Geroepen tot een gezamenlijke herdenking
In het vijfde hoofdstuk wordt een perspectief geschetst voor een gezamenlijke herdenking van de Reformatie. Het begint met een paragraaf over de betekenis van de doop voor de eenheid van de Kerk en de gezamenlijke herdenking. Omdat we allen door de doop in het ene lichaam van Christus zijn opgenomen, is er een basis voor een gezamenlijke herdenking van het begin van de Reformatie. Deze herdenking staat ook in het perspectief van het herwinnen van de volle katholiciteit van de Kerk en kan op geen manier staan in functie van het vieren van de verdeeldheid van de Kerk.
Vervolgens wordt een aantal aspecten van de herdenking belicht: er is op de eerste plaats gedeelde vreugde over het Evangelie, maar er zijn ook de pijn en het verdriet van mislukking en falen. Met name worden hier Luthers denigrerende en vijandige verklaringen over Joden genoemd, de vervolging door Lutherse overheden van de anabaptisten en het neerslaan van de boerenopstand. Hoewel Lutheranen ook vandaag gedeeltelijk met Luther instemmen met zijn kritiek op het pausschap, verwerpen ze Luther’s identificatie van de paus met de anti-christ.
Het gebed voor eenheid verdient een centrale plaats in de herdenking.
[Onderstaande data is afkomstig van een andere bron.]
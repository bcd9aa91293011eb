use std::collections::{BTreeMap, BTreeSet, HashMap};
use std::time::Duration;

use async_trait::async_trait;
use chrono::Utc;
use tokio::sync::{watch, RwLock};
use tracing::debug;

use super::models::{Group, Role, RolePermission, Token, User};
use super::{DalResult, DalState, DataAccess, DataAccessError};
use crate::auth;

const ADMIN_USER: &str = "admin";
const TOKEN_LEN: usize = 40;

struct StoredUser {
    user: User,
    password_hash: String,
}

#[derive(Default)]
struct StoredGroup {
    users: BTreeSet<String>,
    roles: BTreeSet<String>,
}

#[derive(Default)]
struct Store {
    users: BTreeMap<String, StoredUser>,
    groups: BTreeMap<String, StoredGroup>,
    roles: BTreeMap<String, BTreeSet<RolePermission>>,
    tokens: HashMap<String, Token>,
    tokens_by_user: HashMap<String, String>,
}

impl Store {
    fn group_view(&self, name: &str, group: &StoredGroup) -> Group {
        let users = group
            .users
            .iter()
            .filter_map(|username| self.users.get(username))
            .map(|stored| stored.user.clone())
            .collect();

        Group {
            name: name.to_string(),
            users,
        }
    }

    fn revoke_user_token(&mut self, username: &str) {
        if let Some(token) = self.tokens_by_user.remove(username) {
            self.tokens.remove(&token);
        }
    }
}

/// In-process data access layer.
///
/// Suitable for development deployments and tests; state lives for the
/// lifetime of the process.
pub struct MemoryDataAccess {
    store: RwLock<Store>,
    state: watch::Sender<DalState>,
}

impl MemoryDataAccess {
    /// Creates a store that is ready for use.
    pub fn new() -> Self {
        let dal = Self::uninitialized();
        dal.mark_initialized();
        dal
    }

    /// Creates a store that has not yet announced readiness.
    pub fn uninitialized() -> Self {
        let (state, _) = watch::channel(DalState::Uninitialized);
        Self {
            store: RwLock::new(Store::default()),
            state,
        }
    }

    pub fn mark_initialized(&self) {
        self.state.send_replace(DalState::Initialized);
    }
}

impl Default for MemoryDataAccess {
    fn default() -> Self {
        Self::new()
    }
}

#[async_trait]
impl DataAccess for MemoryDataAccess {
    fn updates(&self) -> watch::Receiver<DalState> {
        self.state.subscribe()
    }

    async fn user_authenticate(&self, username: &str, password: &str) -> DalResult<bool> {
        let store = self.store.read().await;
        let stored = store.users.get(username).ok_or(DataAccessError::NoSuchUser)?;
        Ok(auth::verify_password(password, &stored.password_hash))
    }

    async fn user_create(&self, user: User) -> DalResult<()> {
        if user.username.is_empty() {
            return Err(DataAccessError::EmptyUserName);
        }
        if user.password.is_empty() {
            return Err(DataAccessError::FieldRequired("password"));
        }

        let mut store = self.store.write().await;
        if store.users.contains_key(&user.username) {
            return Err(DataAccessError::UserExists);
        }

        let password_hash = auth::hash_password(&user.password);
        debug!("Creating user {}", user.username);
        store.users.insert(
            user.username.clone(),
            StoredUser {
                user: user.without_password(),
                password_hash,
            },
        );
        Ok(())
    }

    async fn user_delete(&self, username: &str) -> DalResult<()> {
        if username.is_empty() {
            return Err(DataAccessError::EmptyUserName);
        }
        if username == ADMIN_USER {
            return Err(DataAccessError::AdminUndeletable);
        }

        let mut store = self.store.write().await;
        if store.users.remove(username).is_none() {
            return Err(DataAccessError::NoSuchUser);
        }
        for group in store.groups.values_mut() {
            group.users.remove(username);
        }
        store.revoke_user_token(username);
        Ok(())
    }

    async fn user_exists(&self, username: &str) -> DalResult<bool> {
        Ok(self.store.read().await.users.contains_key(username))
    }

    async fn user_get(&self, username: &str) -> DalResult<User> {
        if username.is_empty() {
            return Err(DataAccessError::EmptyUserName);
        }
        let store = self.store.read().await;
        store
            .users
            .get(username)
            .map(|stored| stored.user.clone())
            .ok_or(DataAccessError::NoSuchUser)
    }

    async fn user_list(&self) -> DalResult<Vec<User>> {
        let store = self.store.read().await;
        Ok(store.users.values().map(|stored| stored.user.clone()).collect())
    }

    async fn user_update(&self, user: User) -> DalResult<()> {
        if user.username.is_empty() {
            return Err(DataAccessError::EmptyUserName);
        }

        let mut store = self.store.write().await;
        let stored = store
            .users
            .get_mut(&user.username)
            .ok_or(DataAccessError::NoSuchUser)?;

        if !user.email.is_empty() {
            stored.user.email = user.email;
        }
        if !user.full_name.is_empty() {
            stored.user.full_name = user.full_name;
        }
        if !user.password.is_empty() {
            stored.password_hash = auth::hash_password(&user.password);
        }
        Ok(())
    }

    async fn group_add_user(&self, group: &str, username: &str) -> DalResult<()> {
        let mut store = self.store.write().await;
        if !store.users.contains_key(username) {
            return Err(DataAccessError::NoSuchUser);
        }
        let stored = store.groups.get_mut(group).ok_or(DataAccessError::NoSuchGroup)?;
        stored.users.insert(username.to_string());
        Ok(())
    }

    async fn group_create(&self, group: Group) -> DalResult<()> {
        if group.name.is_empty() {
            return Err(DataAccessError::EmptyGroupName);
        }

        let mut store = self.store.write().await;
        if store.groups.contains_key(&group.name) {
            return Err(DataAccessError::GroupExists);
        }

        let mut stored = StoredGroup::default();
        for user in &group.users {
            if store.users.contains_key(&user.username) {
                stored.users.insert(user.username.clone());
            }
        }
        store.groups.insert(group.name, stored);
        Ok(())
    }

    async fn group_delete(&self, group: &str) -> DalResult<()> {
        if group.is_empty() {
            return Err(DataAccessError::EmptyGroupName);
        }
        let mut store = self.store.write().await;
        store
            .groups
            .remove(group)
            .map(|_| ())
            .ok_or(DataAccessError::NoSuchGroup)
    }

    async fn group_get(&self, group: &str) -> DalResult<Group> {
        if group.is_empty() {
            return Err(DataAccessError::EmptyGroupName);
        }
        let store = self.store.read().await;
        let stored = store.groups.get(group).ok_or(DataAccessError::NoSuchGroup)?;
        Ok(store.group_view(group, stored))
    }

    async fn group_grant_role(&self, group: &str, role: &str) -> DalResult<()> {
        let mut store = self.store.write().await;
        if !store.roles.contains_key(role) {
            return Err(DataAccessError::NoSuchRole);
        }
        let stored = store.groups.get_mut(group).ok_or(DataAccessError::NoSuchGroup)?;
        stored.roles.insert(role.to_string());
        Ok(())
    }

    async fn group_list(&self) -> DalResult<Vec<Group>> {
        let store = self.store.read().await;
        Ok(store
            .groups
            .iter()
            .map(|(name, stored)| store.group_view(name, stored))
            .collect())
    }

    async fn group_remove_user(&self, group: &str, username: &str) -> DalResult<()> {
        let mut store = self.store.write().await;
        let stored = store.groups.get_mut(group).ok_or(DataAccessError::NoSuchGroup)?;
        if !stored.users.remove(username) {
            return Err(DataAccessError::NoSuchUser);
        }
        Ok(())
    }

    async fn group_revoke_role(&self, group: &str, role: &str) -> DalResult<()> {
        let mut store = self.store.write().await;
        let stored = store.groups.get_mut(group).ok_or(DataAccessError::NoSuchGroup)?;
        stored.roles.remove(role);
        Ok(())
    }

    async fn role_create(&self, role: &str) -> DalResult<()> {
        if role.is_empty() {
            return Err(DataAccessError::EmptyRoleName);
        }
        let mut store = self.store.write().await;
        if store.roles.contains_key(role) {
            return Err(DataAccessError::RoleExists);
        }
        store.roles.insert(role.to_string(), BTreeSet::new());
        Ok(())
    }

    async fn role_delete(&self, role: &str) -> DalResult<()> {
        if role.is_empty() {
            return Err(DataAccessError::EmptyRoleName);
        }
        let mut store = self.store.write().await;
        if store.roles.remove(role).is_none() {
            return Err(DataAccessError::NoSuchRole);
        }
        for group in store.groups.values_mut() {
            group.roles.remove(role);
        }
        Ok(())
    }

    async fn role_exists(&self, role: &str) -> DalResult<bool> {
        Ok(self.store.read().await.roles.contains_key(role))
    }

    async fn role_get(&self, role: &str) -> DalResult<Role> {
        if role.is_empty() {
            return Err(DataAccessError::EmptyRoleName);
        }
        let store = self.store.read().await;
        let permissions = store.roles.get(role).ok_or(DataAccessError::NoSuchRole)?;
        Ok(Role {
            name: role.to_string(),
            permissions: permissions.iter().cloned().collect(),
        })
    }

    async fn role_grant_permission(&self, role: &str, bundle: &str, permission: &str) -> DalResult<()> {
        if permission.is_empty() {
            return Err(DataAccessError::FieldRequired("permission"));
        }
        let mut store = self.store.write().await;
        let permissions = store.roles.get_mut(role).ok_or(DataAccessError::NoSuchRole)?;
        permissions.insert(RolePermission {
            bundle_name: bundle.to_string(),
            permission: permission.to_string(),
        });
        Ok(())
    }

    async fn role_list(&self) -> DalResult<Vec<Role>> {
        let store = self.store.read().await;
        Ok(store
            .roles
            .iter()
            .map(|(name, permissions)| Role {
                name: name.clone(),
                permissions: permissions.iter().cloned().collect(),
            })
            .collect())
    }

    async fn role_revoke_permission(&self, role: &str, bundle: &str, permission: &str) -> DalResult<()> {
        let mut store = self.store.write().await;
        let permissions = store.roles.get_mut(role).ok_or(DataAccessError::NoSuchRole)?;
        // Revoking a permission that was never granted is a no-op.
        permissions.remove(&RolePermission {
            bundle_name: bundle.to_string(),
            permission: permission.to_string(),
        });
        Ok(())
    }

    async fn token_evaluate(&self, token: &str) -> bool {
        let store = self.store.read().await;
        store
            .tokens
            .get(token)
            .map(|t| !t.is_expired())
            .unwrap_or(false)
    }

    async fn token_generate(&self, username: &str, ttl: Duration) -> DalResult<Token> {
        let duration = chrono::Duration::from_std(ttl)
            .map_err(|e| DataAccessError::Storage(format!("invalid token ttl: {}", e)))?;

        let mut store = self.store.write().await;
        if !store.users.contains_key(username) {
            return Err(DataAccessError::NoSuchUser);
        }
        store.revoke_user_token(username);

        let now = Utc::now();
        let token = Token {
            token: auth::generate_random_token(TOKEN_LEN),
            user: username.to_string(),
            duration_secs: duration.num_seconds(),
            valid_from: now,
            valid_until: now + duration,
        };

        store.tokens.insert(token.token.clone(), token.clone());
        store
            .tokens_by_user
            .insert(username.to_string(), token.token.clone());
        Ok(token)
    }

    async fn token_retrieve_by_token(&self, token: &str) -> DalResult<Token> {
        let store = self.store.read().await;
        store.tokens.get(token).cloned().ok_or(DataAccessError::NoSuchToken)
    }
}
Daarbij hoort een evaluatie van het verleden en zelf-kritische reflectie van katholieken en lutheranen op hun verantwoordelijkheid voor het ontstaan van verdeeldheid en scheiding.
Vijf oecumenische imperatieven
Het studiedocument sluit af met vijf waardevolle oecumenische imperatieven:
– Katholieken en lutheranen moeten steeds beginnen vanuit het perspectief van eenheid en niet vanuit het punt van verdeeldheid, om zo te versterken wat ze gezamenlijk hebben ook als verschillen gemakkelijker gezien en ervaren worden.
– Lutheranen en katholieken moeten zichzelf in de ontmoeting met elkaar en in het gezamenlijk getuigenis van het geloof laten omvormen.
– Katholieken en lutheranen moeten zich opnieuw inzetten voor het zoeken naar zichtbare eenheid, gezamenlijk uitwerken welke concrete stappen daartoe gezet kunnen worden, en met vasthoudendheid naar dit doel streven.
– Lutheranen en katholieken zouden samen de kracht van het Evangelie van Jezus Christus voor onze tijd moeten herontdekken
– Katholieken en lutheranen zouden gezamenlijk in verkondiging en in de dienst aan de wereld getuigenis moeten geven van de barmhartigheid van God.